# 🛠️ Bash ETL Pipelines, Data Manipulation & Analysis

This notebook provides examples and explanations on how to write lightweight ETL pipelines, perform data manipulation, and conduct simple data analysis using **Bash scripting**. It also explores how to embed **SQL queries** within Bash and when to consider using **Python** instead.

## 📑 Table of Contents
1. [What is an ETL Pipeline?](#what-is-an-etl-pipeline)
2. [Basic Bash ETL Pipeline Example](#basic-bash-etl-pipeline-example)
3. [Common Data Manipulation Techniques](#common-data-manipulation-techniques)
4. [Data Analysis in Bash](#data-analysis-in-bash)
5. [Embedding SQL in Bash Scripts](#embedding-sql-in-bash-scripts)
6. [Python vs Bash for ETL](#python-vs-bash-for-etl)
7. [Conclusion](#conclusion)

## 🧩 What is an ETL Pipeline?
- **Extract**: Pull data from a source (e.g., URL, database, file system).
- **Transform**: Clean, filter, or reshape the data.
- **Load**: Insert the cleaned data into a database or data warehouse.

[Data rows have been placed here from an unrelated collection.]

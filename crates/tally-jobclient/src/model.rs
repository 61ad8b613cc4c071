// SPDX-FileCopyrightText: 2026 Tally Contributors
// SPDX-License-Identifier: MIT OR Apache-2.0

//! Value types of the job client's operations.

use std::time::Duration;

use strum::Display;
use thiserror::Error;

use tally_core::{BoxError, JobKey, ResultInfo};

/// Final result a worker reports for a job.
#[derive(Debug, Clone, PartialEq)]
pub struct JobResult {
    pub job_key: JobKey,
    pub result_info: ResultInfo,
}

/// Parameters for releasing a held job back to the queue.
#[derive(Debug, Clone, PartialEq)]
pub struct JobRetryRequest {
    pub job_key: JobKey,
    /// Wait before other workers may pick the job up again. At most 10
    /// minutes; defaults to immediate.
    pub delay: Option<Duration>,
    /// Partial result recorded on the entry, e.g. accumulated errors.
    pub result_info: Option<ResultInfo>,
}

/// Distinct failure points of the consumer loop, so calling infrastructure
/// can choose differentiated handling.
#[derive(Debug, Clone, Copy, PartialEq, Eq, Display)]
#[strum(serialize_all = "SCREAMING_SNAKE_CASE")]
pub enum ErrorReason {
    JobPullFailed,
    ReturnJobForRetryFailed,
    JobReceiptHandleNotFound,
    JobMetadataNotFound,
    WrongJobStatus,
    JobMarkCompletionFailed,
    JobErrorSummaryUpdateFailed,
    JobDelayOutOfRange,
    UnspecifiedError,
}

/// A failed job client operation, carrying the reason for differentiated
/// handling by the caller.
#[derive(Debug, Error)]
#[error("{reason}: {message}")]
pub struct JobClientError {
    pub reason: ErrorReason,
    pub message: String,
    #[source]
    pub source: Option<BoxError>,
}

impl JobClientError {
    pub fn new(reason: ErrorReason, message: impl Into<String>) -> Self {
        Self {
            reason,
            message: message.into(),
            source: None,
        }
    }

    pub fn with_source(
        reason: ErrorReason,
        message: impl Into<String>,
        source: impl Into<BoxError>,
    ) -> Self {
        Self {
            reason,
            message: message.into(),
            source: Some(source.into()),
        }
    }
}
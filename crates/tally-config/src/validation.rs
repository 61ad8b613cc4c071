// SPDX-FileCopyrightText: 2026 Tally Contributors
// SPDX-License-Identifier: MIT OR Apache-2.0

//! Post-deserialization validation for configuration values.
//!
//! Validates semantic constraints that cannot be expressed via serde
//! attributes, such as non-empty database paths and positive durations.

use crate::error::ConfigError;
use crate::model::{MetadataBackend, QueueBackend, TallyConfig};

/// Validate a deserialized configuration for semantic correctness.
///
/// Returns `Ok(())` if all validations pass, or `Err(Vec<ConfigError>)` with
/// all collected validation errors (does not fail fast).
pub fn validate_config(config: &TallyConfig) -> Result<(), Vec<ConfigError>> {
    let mut errors = Vec::new();

    if config.queue.backend == QueueBackend::Sqlite
        && config.queue.database_path.trim().is_empty()
    {
        errors.push(ConfigError::Validation {
            message: "queue.database_path must not be empty for the sqlite backend".to_string(),
        });
    }

    if config.metadata.backend == MetadataBackend::Sqlite
        && config.metadata.database_path.trim().is_empty()
    {
        errors.push(ConfigError::Validation {
            message: "metadata.database_path must not be empty for the sqlite backend"
                .to_string(),
        });
    }

    if config.queue.message_lease_seconds == 0 {
        errors.push(ConfigError::Validation {
            message: "queue.message_lease_seconds must be positive".to_string(),
        });
    }

    if config.queue.receive_poll_interval_ms == 0 {
        errors.push(ConfigError::Validation {
            message: "queue.receive_poll_interval_ms must be positive".to_string(),
        });
    }

    if config.metadata.retention_days == 0 {
        errors.push(ConfigError::Validation {
            message: "metadata.retention_days must be positive".to_string(),
        });
    }

    if config.client.max_num_attempts <= 0 {
        errors.push(ConfigError::Validation {
            message: format!(
                "client.max_num_attempts must be positive, got {}",
                config.client.max_num_attempts
            ),
        });
    }

    if errors.is_empty() { Ok(()) } else { Err(errors) }
}

#[cfg(test)]
mod tests {
    use super::*;

    #[test]
    fn default_config_is_valid() {
        assert!(validate_config(&TallyConfig::default()).is_ok());
    }

    #[test]
    fn empty_sqlite_path_is_rejected() {
        let mut config = TallyConfig::default();
        config.queue.database_path = "  ".to_string();
        let errors = validate_config(&config).unwrap_err();
        assert_eq!(errors.len(), 1);
        assert!(errors[0].to_string().contains("queue.database_path"));
    }

    #[test]
    fn all_errors_are_collected() {
        let mut config = TallyConfig::default();
        config.queue.message_lease_seconds = 0;
        config.metadata.retention_days = 0;
        config.client.max_num_attempts = 0;
        let errors = validate_config(&config).unwrap_err();
        assert_eq!(errors.len(), 3);
    }

    #[test]
    fn memory_backend_ignores_database_path() {
        let mut config = TallyConfig::default();
        config.queue.backend = QueueBackend::Memory;
        config.metadata.backend = MetadataBackend::Memory;
        config.queue.database_path = String::new();
        config.metadata.database_path = String::new();
        assert!(validate_config(&config).is_ok());
    }
}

## 🔧 Basic Bash ETL Pipeline Example

In [None]:
DATA_URL="https://example.com/data.csv"
RAW="data.csv"
CLEAN="filtered_data.csv"
DB="etl_db"
USER="etl_user"
TABLE="people"
curl -s -o "$RAW" "$DATA_URL"
awk -F, '$3 > 30' "$RAW" > "$CLEAN"
psql -U $USER -d $DB -c "\copy $TABLE(age, name) FROM '$CLEAN' DELIMITER ',' CSV HEADER;"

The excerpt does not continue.